Political rallies and protests regularly take place across Pakistan. Some may have an anti-western dimension and could turn violent. In general you should avoid demonstrations, large crowds of people, public and political events. On 20 May, PTI leader Imran Khan called for supporters to join a march on Islamabad, intended to arrive in the city on 25 May. The authorities responded on 24 May with emergency restrictions, prohibiting gatherings of five or more people in Islamabad, Punjab and Sindh. Transport routes to, from and within major cities, including Islamabad, Karachi and Lahore are likely to be affected. You should follow the advice of local authorities and your tour company before travelling and keep track of news.
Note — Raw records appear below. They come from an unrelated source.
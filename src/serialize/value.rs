//! Tagged value tree and the `Taggable` trait.
//!
//! Every DTO describes itself: it enumerates `(logical field name,
//! value)` pairs in declaration order, with absent accessors expressed as
//! `None`. There is no runtime reflection anywhere. The value side is
//! [`TagValue`], an explicit sum type that keeps sequential lists,
//! string-keyed maps, and nested objects apart instead of guessing from
//! runtime key shapes.
//!
//! Field names are declared in camelCase; the serializers convert them to
//! snake_case on output. The single exception is [`CustomFields`], whose
//! keys pass through verbatim so caller-defined field names keep their
//! exact casing on the wire.

use std::borrow::Cow;

use chrono::{DateTime, Utc};
use rust_decimal::{Decimal, prelude::ToPrimitive};

/// A value in a tagged object graph.
///
/// Scalar variants map to native JSON types. `Seq` is a sequential list
/// (rendered as a JSON array); `Map` is an ordered string-keyed container
/// whose keys are emitted verbatim; `Object` is a nested [`Taggable`]
/// whose field keys are snake_cased.
///
/// `Markup` wraps a pre-escaped HTML fragment that the markup renderer
/// trusts verbatim. It is the deliberate injection point for callers that
/// build their own fragments; everything else is entity-encoded per the
/// owning object's policy.
#[derive(Debug, Clone)]
pub enum TagValue<'a> {
    /// Boolean scalar. `false` is a present value, never omitted.
    Bool(bool),
    /// Integer scalar. `0` is a present value, never omitted.
    Int(i64),
    /// Float scalar. `0.0` is present; non-finite values are omitted.
    Float(f64),
    /// String scalar. The empty string is omitted; `"0"` is present.
    Str(Cow<'a, str>),
    /// Pre-escaped HTML fragment, emitted verbatim by the markup renderer.
    Markup(Cow<'a, str>),
    /// Sequential list. An optional shared child key names every element's
    /// markup tag (e.g. `tag` for a homogeneous tag list).
    Seq {
        /// Elements in order.
        items: Vec<TagValue<'a>>,
        /// Markup tag shared by all children, when the list is homogeneous.
        child_key: Option<&'static str>,
    },
    /// Ordered string-keyed map. Keys are emitted verbatim; this is the
    /// custom-fields casing exception.
    Map(Vec<(Cow<'a, str>, TagValue<'a>)>),
    /// Nested object; its field keys are snake_cased on output.
    Object(&'a dyn Taggable),
}

impl<'a> TagValue<'a> {
    /// Builds a sequential list value.
    #[must_use]
    pub fn seq(items: Vec<TagValue<'a>>) -> Self {
        Self::Seq { items, child_key: None }
    }

    /// Builds a sequential list whose elements all share one markup tag.
    #[must_use]
    pub fn tagged_seq(child_key: &'static str, items: Vec<TagValue<'a>>) -> Self {
        Self::Seq { items, child_key: Some(child_key) }
    }

    /// Builds a string list borrowing from a slice of owned strings.
    #[must_use]
    pub fn str_list(items: &'a [String]) -> Self {
        Self::seq(items.iter().map(|s| Self::Str(Cow::Borrowed(s.as_str()))).collect())
    }

    /// Builds a string list whose elements all share one markup tag.
    #[must_use]
    pub fn tagged_str_list(child_key: &'static str, items: &'a [String]) -> Self {
        Self::tagged_seq(child_key, items.iter().map(|s| Self::Str(Cow::Borrowed(s.as_str()))).collect())
    }

    /// Wraps a nested object.
    #[must_use]
    pub fn object(value: &'a dyn Taggable) -> Self {
        Self::Object(value)
    }

    /// Wraps a pre-escaped markup fragment, trusted verbatim by the
    /// markup renderer. Callers are responsible for its safety.
    #[must_use]
    pub fn markup(fragment: impl Into<Cow<'a, str>>) -> Self {
        Self::Markup(fragment.into())
    }

    /// True when this value is omitted from serialized output.
    ///
    /// The predicate retains `0`, `"0"`, `false`, and `0.0` (values a
    /// naive emptiness check would drop but the wire contract keeps) and
    /// omits empty strings, empty lists, empty maps, and non-finite floats.
    /// Absent values never reach this check (they are `None` upstream).
    #[must_use]
    pub fn is_omittable(&self) -> bool {
        match self {
            Self::Bool(_) | Self::Int(_) | Self::Object(_) => false,
            Self::Float(f) => !f.is_finite(),
            Self::Str(s) | Self::Markup(s) => s.is_empty(),
            Self::Seq { items, .. } => items.is_empty(),
            Self::Map(entries) => entries.is_empty(),
        }
    }

    /// Human-readable type name, used in entity-encoder error messages.
    #[must_use]
    pub fn type_name(&self) -> &'static str {
        match self {
            Self::Bool(_) => "boolean",
            Self::Int(_) => "integer",
            Self::Float(_) => "float",
            Self::Str(_) => "string",
            Self::Markup(_) => "markup",
            Self::Seq { .. } => "sequence",
            Self::Map(_) => "map",
            Self::Object(_) => "object",
        }
    }
}

impl<'a> From<&'a str> for TagValue<'a> {
    fn from(value: &'a str) -> Self {
        Self::Str(Cow::Borrowed(value))
    }
}

impl From<String> for TagValue<'_> {
    fn from(value: String) -> Self {
        Self::Str(Cow::Owned(value))
    }
}

impl From<bool> for TagValue<'_> {
    fn from(value: bool) -> Self {
        Self::Bool(value)
    }
}

impl From<i64> for TagValue<'_> {
    fn from(value: i64) -> Self {
        Self::Int(value)
    }
}

impl From<i32> for TagValue<'_> {
    fn from(value: i32) -> Self {
        Self::Int(i64::from(value))
    }
}

impl From<u32> for TagValue<'_> {
    fn from(value: u32) -> Self {
        Self::Int(i64::from(value))
    }
}

impl From<f64> for TagValue<'_> {
    fn from(value: f64) -> Self {
        Self::Float(value)
    }
}

impl From<Decimal> for TagValue<'_> {
    fn from(value: Decimal) -> Self {
        // An unrepresentable value becomes NAN, which the omission
        // predicate drops.
        Self::Float(value.to_f64().unwrap_or(f64::NAN))
    }
}

impl From<DateTime<Utc>> for TagValue<'_> {
    fn from(value: DateTime<Utc>) -> Self {
        Self::Str(Cow::Owned(value.format("%Y-%m-%d %H:%M:%S").to_string()))
    }
}

/// One declared logical field of a [`Taggable`] object.
///
/// `value` is `None` when the field has no accessor or holds nothing;
/// such fields are silently skipped by both serializers, never an error.
#[derive(Debug)]
pub struct TagField<'a> {
    /// Logical field name in camelCase (snake_cased on output).
    pub name: &'static str,
    /// Field value; `None` skips the field.
    pub value: Option<TagValue<'a>>,
}

impl<'a> TagField<'a> {
    /// Creates a field view.
    #[must_use]
    pub fn new(name: &'static str, value: Option<TagValue<'a>>) -> Self {
        Self { name, value }
    }
}

/// An object that can describe itself to the serializers.
///
/// `tag_fields` is an explicit, compile-time-checked field list. The
/// remaining methods are optional capabilities the markup renderer
/// resolves once per type instead of checking ad hoc at each recursion
/// step.
pub trait Taggable: std::fmt::Debug {
    /// Logical fields in declaration order. Output key order does not
    /// matter: the JSON serializer re-sorts every map level.
    fn tag_fields(&self) -> Vec<TagField<'_>>;

    /// Self-describing markup tag overriding the caller-provided key,
    /// snake_cased before use.
    fn markup_key(&self) -> Option<&'static str> {
        None
    }

    /// Shared markup tag for every child of this object, regardless of
    /// the children's own field names.
    fn child_markup_key(&self) -> Option<&'static str> {
        None
    }

    /// Names of fields whose leaf values must be HTML-entity-encoded
    /// before markup rendering. Values of any type other than strings or
    /// collections of strings make the encoder fail with
    /// [`SdkError::UnsupportedType`](crate::error::SdkError::UnsupportedType).
    fn html_encoded_fields(&self) -> &'static [&'static str] {
        &[]
    }

    /// Sanitized replacement rendered in place of `self` by the markup
    /// renderer, used to strip content unfit for public page output.
    /// JSON serialization does not consult this hook.
    fn sanitized(&self) -> Option<Box<dyn Taggable + '_>> {
        None
    }
}

/// Caller-populated custom fields attached to a DTO.
///
/// Keys pass through to the wire verbatim, never snake_cased, so
/// externally-defined field names keep their exact casing. Insertion
/// order is preserved; the JSON serializer sorts on output anyway.
///
/// # Examples
///
/// ```
/// use recotag::serialize::CustomFields;
///
/// let mut fields = CustomFields::new();
/// fields.insert("shouldNotBeSnakeCase", "kept as-is");
/// fields.insert("material", "cotton");
/// assert_eq!(fields.len(), 2);
/// ```
#[derive(Debug, Clone, Default)]
pub struct CustomFields {
    entries: Vec<(String, TagValue<'static>)>,
}

impl CustomFields {
    /// Creates an empty custom-fields map.
    #[must_use]
    pub fn new() -> Self {
        Self::default()
    }

    /// Inserts a field, replacing any existing value under the same key.
    pub fn insert(&mut self, key: impl Into<String>, value: impl Into<TagValue<'static>>) {
        let key = key.into();
        let value = value.into();
        if let Some(entry) = self.entries.iter_mut().find(|(k, _)| *k == key) {
            entry.1 = value;
        } else {
            self.entries.push((key, value));
        }
    }

    /// Number of fields.
    #[must_use]
    pub fn len(&self) -> usize {
        self.entries.len()
    }

    /// True when no fields have been set.
    #[must_use]
    pub fn is_empty(&self) -> bool {
        self.entries.is_empty()
    }

    /// View as a verbatim-keyed map value, or `None` when empty so the
    /// owning DTO's `custom_fields` key is omitted entirely.
    #[must_use]
    pub fn as_value(&self) -> Option<TagValue<'_>> {
        if self.entries.is_empty() {
            return None;
        }
        Some(TagValue::Map(
            self.entries
                .iter()
                .map(|(k, v)| (Cow::Borrowed(k.as_str()), v.clone()))
                .collect(),
        ))
    }
}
See Safety and security

Some periods of the year may pose heightened risks. During holy periods/religious holidays, there is an increased potential for targeted attacks, including on western interests and religious minorities.

Terrorists are very likely to try to carry out attacks in Pakistan. There’s a high threat of terrorism, kidnap and sectarian violence throughout the country, including the major cities of Islamabad, Rawalpindi, Lahore and Karachi. Foreigners, in particular westerners, may be directly targeted. You should be vigilant, try to avoid all crowds and public events including political gatherings and religious events throughout Pakistan, and take appropriate security precautions.
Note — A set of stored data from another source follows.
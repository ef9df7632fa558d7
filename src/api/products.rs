//! Product catalog operations: upsert and recrawl.

use tracing::{info, instrument};

use crate::{
    api::client::ApiClient,
    dto::Product,
    error::Result,
    serialize::{TagField, TagValue, Taggable, json},
};

/// Upserts a batch of products into the platform catalog.
///
/// Products are serialized as a JSON array; the platform creates unknown
/// product ids and updates known ones. An empty batch is a no-op request
/// the platform accepts.
///
/// # Errors
///
/// Returns [`SdkError::ConfigError`](crate::error::SdkError::ConfigError)
/// without an API token, serialization errors for malformed DTOs, and
/// transport/API errors.
#[instrument(skip(client, products), fields(account_id = %client.config().account_id, count = products.len()))]
pub async fn upsert_products(client: &ApiClient, products: &[Product]) -> Result<()> {
    info!(count = products.len(), "upserting products");
    let token = client.api_token()?;
    let body = json::serialize_collection(products.iter().map(|p| p as &dyn Taggable))?;

    client.post_json_accepted("/v1/products/upsert", token, body).await
}

/// Request body asking the platform to re-fetch product pages.
#[derive(Debug, Clone)]
struct RecrawlRequest<'a> {
    product_ids: &'a [i64],
}

impl Taggable for RecrawlRequest<'_> {
    fn tag_fields(&self) -> Vec<TagField<'_>> {
        vec![TagField::new(
            "productIds",
            Some(TagValue::seq(self.product_ids.iter().map(|id| TagValue::from(*id)).collect())),
        )]
    }
}

/// Asks the platform crawler to re-fetch the given product pages.
///
/// Used after bulk catalog changes that are cheaper to re-crawl than to
/// upsert field by field.
///
/// # Errors
///
/// Returns [`SdkError::ConfigError`](crate::error::SdkError::ConfigError)
/// without an API token, plus transport/API errors.
#[instrument(skip(client, product_ids), fields(account_id = %client.config().account_id, count = product_ids.len()))]
pub async fn request_recrawl(client: &ApiClient, product_ids: &[i64]) -> Result<()> {
    info!(count = product_ids.len(), "requesting product recrawl");
    let token = client.api_token()?;
    let body = json::serialize(&RecrawlRequest { product_ids })?;

    client.post_json_accepted("/v1/products/recrawl", token, body).await
}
Densely populated and unsecured areas, such as markets, shopping malls, hotels, restaurants, hiking trails, airports, infrastructure projects, public transport, schools and educational institutions are potential focal points for attacks. You should be extra vigilant at all times in such areas and minimise your exposure to areas that pose a higher risk. See Terrorism

Pakistan can experience extreme weather, including severe heatwaves. These typically occur between March and June. The extreme temperatures can cause poor air quality, wildfires and power outages. You should avoid unnecessary exposure to direct sunlight and take precautionary measures. More information and detailed guidance is available on the National Disaster Management Authority website. You should monitor the local and international weather updates from the Pakistan Meteorological Department, follow the advice of local authorities and your tour company before travelling.

Pakistan is in a major earthquake zone and remains at risk from further earthquakes, aftershocks, landslides and flooding. You should familiarise yourself with safety procedures in the event of an earthquake. See Natural disasters

Consular support is severely limited in parts of Pakistan where the FCDO has existing advice against all travel and all but essential travel (as set out above). Consular support is also limited in parts of Pakistan where High Commission officials require travel permission from the government of Pakistan. Permission is not guaranteed. The British High Commission’s ability to deliver consular assistance, including in an emergency, may be restricted or delayed in these areas.

If you’re abroad and you need emergency help from the UK government, contact the nearest British embassy, consulate or high commission.

The Overseas Business Risk service offers information and advice for British companies operating overseas on how to manage political, economic, and business security-related risks.